Sample specific outputs
A separate folder of results is created for each sample and contains sample specific reports, tracks and additional supplemental outputs, (figure 4.7).
Figure 4.7: The per sample outputs generated by the SARS-CoV-2 Low Frequency and Shared Variants workflow
Reports
The following reports are produced:
- trim_report: Reports read lengths before and after trimming, as well as the number of reads discarded because they did not pass the minimum length threshold of 50bp after being trimmed.
- ligation_artifacts_report: Summarizes any ligation artifacts found in and removed from the read mapping.
- QC_report: Contains quality information such as sequence length, GC content and quality, to help detect any sequencing bias in the sample reads.
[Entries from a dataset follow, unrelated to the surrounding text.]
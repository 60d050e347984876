//! fopen-style open modes.

use std::fmt;
use std::str::FromStr;

use tokio::fs::OpenOptions;

use super::StorageError;

/// The base behaviour selected by the first character of a mode string.
#[derive(Debug, Clone, Copy, PartialEq, Eq)]
pub enum OpenKind {
    /// `r`: the file must exist; positioned at the start.
    Read,
    /// `w`: created if missing, truncated if present.
    Truncate,
    /// `a`: created if missing; every write goes to the end.
    Append,
    /// `x`: created exclusively; fails if the file exists.
    Exclusive,
    /// `c`: created if missing, never truncated.
    Create,
}

/// A parsed open mode such as `"r"`, `"w+"` or `"ab"`.
#[derive(Debug, Clone, Copy, PartialEq, Eq)]
pub struct OpenMode {
    kind: OpenKind,
    update: bool,
}

impl OpenMode {
    pub const READ: OpenMode = OpenMode {
        kind: OpenKind::Read,
        update: false,
    };
    pub const WRITE: OpenMode = OpenMode {
        kind: OpenKind::Truncate,
        update: false,
    };
    pub const APPEND: OpenMode = OpenMode {
        kind: OpenKind::Append,
        update: false,
    };

    pub fn kind(&self) -> OpenKind {
        self.kind
    }

    /// Read-type modes require the target to already exist.
    pub fn is_read_type(&self) -> bool {
        self.kind == OpenKind::Read
    }

    /// Write-type modes may create the target and need its directory.
    pub fn is_write_type(&self) -> bool {
        !self.is_read_type()
    }

    /// Whether opening discards any existing content.
    pub fn truncates(&self) -> bool {
        self.kind == OpenKind::Truncate
    }

    pub fn can_read(&self) -> bool {
        self.kind == OpenKind::Read || self.update
    }

    pub fn can_write(&self) -> bool {
        self.kind != OpenKind::Read || self.update
    }

    /// Translate into the options used to acquire the underlying file.
    pub fn open_options(&self) -> OpenOptions {
        let mut options = OpenOptions::new();
        options.read(self.can_read());
        match self.kind {
            OpenKind::Read => {
                options.write(self.update);
            }
            OpenKind::Truncate => {
                options.write(true).create(true).truncate(true);
            }
            OpenKind::Append => {
                options.append(true).create(true);
            }
            OpenKind::Exclusive => {
                options.write(true).create_new(true);
            }
            OpenKind::Create => {
                options.write(true).create(true);
            }
        }
        options
    }
}

impl FromStr for OpenMode {
    type Err = StorageError;

    fn from_str(s: &str) -> Result<Self, Self::Err> {
        let invalid = || StorageError::InvalidMode(s.to_string());

        let mut chars = s.chars();
        let kind = match chars.next() {
            Some('r') => OpenKind::Read,
            Some('w') => OpenKind::Truncate,
            Some('a') => OpenKind::Append,
            Some('x') => OpenKind::Exclusive,
            Some('c') => OpenKind::Create,
            _ => return Err(invalid()),
        };

        let mut update = false;
        let mut binary_flag = false;
        for c in chars {
            match c {
                '+' if !update => update = true,
                'b' | 't' if !binary_flag => binary_flag = true,
                _ => return Err(invalid()),
            }
        }

        Ok(OpenMode { kind, update })
    }
}

impl fmt::Display for OpenMode {
    fn fmt(&self, f: &mut fmt::Formatter<'_>) -> fmt::Result {
        let c = match self.kind {
            OpenKind::Read => 'r',
            OpenKind::Truncate => 'w',
            OpenKind::Append => 'a',
            OpenKind::Exclusive => 'x',
            OpenKind::Create => 'c',
        };
        if self.update {
            write!(f, "{}+", c)
        } else {
            write!(f, "{}", c)
        }
    }
}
- structural_variants_report: Provides an overview of any potential structural variants found in the sample.
- mapping_report: Summarizes the number of mapped and unmapped reads, as well as providing coverage statistics for the SARS-CoV-2 reference genome.
- coverage_report: Gives an overview of coverage in the targeted regions e.g. minimum coverage in % of target regions and number of targets passing the coverage threshold of 30x. For the Ion AmpliSeq protocol, "target regions" refers to the targeted amplicons. For the other workflows Target region is defined by the full length genome. The coverage report is helpful for identifying regions where coverage is insufficient to reliably call variants. Variants present in regions with insufficient coverage is not called although the read mapping shows evidence of the variant being present in the reads. The report can help understand such results and be used for adjusting coverage requirements if deemed necessary.
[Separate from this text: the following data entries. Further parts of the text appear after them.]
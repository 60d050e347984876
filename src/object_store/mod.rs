//! Object store clients used by the cache-backed remote engine.
//!
//! An [`ObjectStoreClient`] exposes the five primitives the remote engine
//! needs: existence check, upload, download, copy and delete. Transport
//! details stay inside the client; callers only ever see success or a
//! [`RemoteFailure`] carrying the backend's own code and message.

mod memory_object_store;
mod s3_object_store;

pub use memory_object_store::{MemoryObjectStore, MemoryOperation};
pub use s3_object_store::{Credentials, S3ObjectStore, S3ObjectStoreConfig};

use std::fmt;
use std::path::Path;
use std::str::FromStr;

use async_trait::async_trait;
use serde::{Deserialize, Serialize};

/// Result type for object store operations.
pub type RemoteResult<T> = std::result::Result<T, RemoteFailure>;

/// A non-success response from the object store.
#[derive(Debug, Clone, PartialEq, Eq, thiserror::Error)]
#[error("({code}) {message}")]
pub struct RemoteFailure {
    /// Backend error code, e.g. `NoSuchKey` or `AccessDenied`.
    pub code: String,
    /// Human-readable message from the backend.
    pub message: String,
}

impl RemoteFailure {
    pub fn new(code: impl Into<String>, message: impl Into<String>) -> Self {
        Self {
            code: code.into(),
            message: message.into(),
        }
    }
}

/// A bucket and key pair naming one remote object.
#[derive(Debug, Clone, PartialEq, Eq, Hash)]
pub struct ObjectLocation {
    pub bucket: String,
    pub key: String,
}

impl ObjectLocation {
    pub fn new(bucket: impl Into<String>, key: impl Into<String>) -> Self {
        Self {
            bucket: bucket.into(),
            key: key.into(),
        }
    }
}

impl fmt::Display for ObjectLocation {
    fn fmt(&self, f: &mut fmt::Formatter<'_>) -> fmt::Result {
        write!(f, "s3://{}/{}", self.bucket, self.key)
    }
}

// =============================================================================
// Upload Settings
// =============================================================================

/// Canned access policy applied to uploaded objects.
#[derive(Debug, Clone, Copy, PartialEq, Eq, Serialize, Deserialize)]
#[serde(rename_all = "kebab-case")]
pub enum AccessPolicy {
    Private,
    PublicRead,
    PublicReadWrite,
    AuthenticatedRead,
    BucketOwnerRead,
    BucketOwnerFullControl,
}

impl AccessPolicy {
    pub fn as_str(&self) -> &'static str {
        match self {
            AccessPolicy::Private => "private",
            AccessPolicy::PublicRead => "public-read",
            AccessPolicy::PublicReadWrite => "public-read-write",
            AccessPolicy::AuthenticatedRead => "authenticated-read",
            AccessPolicy::BucketOwnerRead => "bucket-owner-read",
            AccessPolicy::BucketOwnerFullControl => "bucket-owner-full-control",
        }
    }
}

impl FromStr for AccessPolicy {
    type Err = String;

    fn from_str(s: &str) -> Result<Self, Self::Err> {
        match s.trim().to_lowercase().replace('_', "-").as_str() {
            "private" => Ok(AccessPolicy::Private),
            "public" | "public-read" => Ok(AccessPolicy::PublicRead),
            "open" | "public-read-write" => Ok(AccessPolicy::PublicReadWrite),
            "authenticated-read" | "auth-read" => Ok(AccessPolicy::AuthenticatedRead),
            "bucket-owner-read" | "owner-read" => Ok(AccessPolicy::BucketOwnerRead),
            "bucket-owner-full-control" | "owner-full-control" => {
                Ok(AccessPolicy::BucketOwnerFullControl)
            }
            other => Err(format!("unknown access policy '{}'", other)),
        }
    }
}

impl fmt::Display for AccessPolicy {
    fn fmt(&self, f: &mut fmt::Formatter<'_>) -> fmt::Result {
        f.write_str(self.as_str())
    }
}

/// Storage tier for uploaded objects.
#[derive(Debug, Clone, Copy, PartialEq, Eq, Serialize, Deserialize)]
#[serde(rename_all = "kebab-case")]
pub enum StorageClass {
    Standard,
    ReducedRedundancy,
    StandardIa,
    IntelligentTiering,
}

impl StorageClass {
    pub fn as_str(&self) -> &'static str {
        match self {
            StorageClass::Standard => "standard",
            StorageClass::ReducedRedundancy => "reduced-redundancy",
            StorageClass::StandardIa => "standard-ia",
            StorageClass::IntelligentTiering => "intelligent-tiering",
        }
    }
}

impl FromStr for StorageClass {
    type Err = String;

    fn from_str(s: &str) -> Result<Self, Self::Err> {
        match s.trim().to_lowercase().replace('_', "-").as_str() {
            "standard" => Ok(StorageClass::Standard),
            "reduced" | "reduced-redundancy" => Ok(StorageClass::ReducedRedundancy),
            "standard-ia" => Ok(StorageClass::StandardIa),
            "intelligent-tiering" => Ok(StorageClass::IntelligentTiering),
            other => Err(format!("unknown storage class '{}'", other)),
        }
    }
}

impl fmt::Display for StorageClass {
    fn fmt(&self, f: &mut fmt::Formatter<'_>) -> fmt::Result {
        f.write_str(self.as_str())
    }
}

/// Settings attached to every upload.
#[derive(Debug, Clone, Copy, PartialEq, Eq)]
pub struct PutOptions {
    pub access_policy: AccessPolicy,
    pub storage_class: StorageClass,
}

// =============================================================================
// ObjectStoreClient Trait
// =============================================================================

/// The remote capability consumed by the cache-backed engine.
///
/// All operations complete before returning. Implementations never retry.
#[async_trait]
pub trait ObjectStoreClient: Send + Sync {
    /// Check whether an object exists.
    ///
    /// Returns `Ok(false)` only for a definite "not found". Any other
    /// non-success (for example access denied) is returned as an error so the
    /// caller can decide how to treat the ambiguity.
    async fn object_exists(&self, location: &ObjectLocation) -> RemoteResult<bool>;

    /// Upload the file at `local_path` to `location`.
    async fn put_object(
        &self,
        location: &ObjectLocation,
        local_path: &Path,
        options: PutOptions,
    ) -> RemoteResult<()>;

    /// Download `location` into the file at `dest_path`, replacing it.
    async fn get_object(&self, location: &ObjectLocation, dest_path: &Path) -> RemoteResult<()>;

    /// Server-side copy from `src` to `dst`.
    async fn copy_object(&self, src: &ObjectLocation, dst: &ObjectLocation) -> RemoteResult<()>;

    /// Delete the object at `location`.
    async fn delete_object(&self, location: &ObjectLocation) -> RemoteResult<()>;
}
- variant_report: Contains information about the estimated error model for the variant calls.
- human_control_genes_mapping_report (Ion AmpliSeq SARS-CoV-2 Low Frequency and Shared Variants workflow only): Contains mapping information for the 5 human expression gene controls.
Tracks
The following tracks are produced:
- breakpoints: Contains a row for each potential breakpoint with information on region, p-value, mapping information and number of reads supporting breakpoint.
- InDels_track: The InDels used as guidance variants for the local realignment. Note, in some cases it might be necessary to create the consensus sequence using the coordinates of the full insertion from the InDels track. This can happen when no reads span the entire region.
- realigned_regions: Contains a row for each region in which the mapping was improved following local realignment.
- read_mapping: The read mapping track after local realignment, trimming and removal of marginal reads.
- coverage_below_30: Shows regions that failed to meet the coverage threshold of 30x and were therefore not used when calling variants nor used towards building the consensus sequence.
- amino_acid_track: Shows the consequences of the variants at the amino acid level in the context of the original amino acid sequence. A variant introducing a stop mutation is displayed in red.
- coverage: Coverage per position across the SARS-CoV-2 reference.
- variants_above_50_frequency: A list of variants that passed the >=50% frequency quality filter. There is strong evidence these variants are present in the sample.
Genome View
The Genome View track list contains the following collection of tracks:
- The reference SARS-CoV-2 genome MN908947.3
- The reference SARS-CoV-2 CDS regions
- Amino acid changes track produced using unfiltered variant calls
- Coverage graph
- Read mapping after local realignment, trimming and removal of marginal reads
- The reference SARS-CoV-2 gene regions
- Low coverage regions (<30x coverage)
- Variants with >=50% frequency that passed the quality filter
An example is shown in figure 4.8.
Figure 4.8: An example of the Genome View track list created for each sample
Supplemental
The following results are placed in a folder called Supplemental:
- unmapped reads: Reads that did not map to the SARS-CoV-2 reference or the human control genes when using the Ion AmpliSeq SARS-CoV-2 Low Frequency and Shared Variants workflow.
- unfiltered_variant_track: The variant track generated by Low Frequency Variant Detection before any further filtering was carried out.
- low_frequency_variants: A track containing all variants passing the quality filter with a frequency (Optional value, Default >=10% or 20%).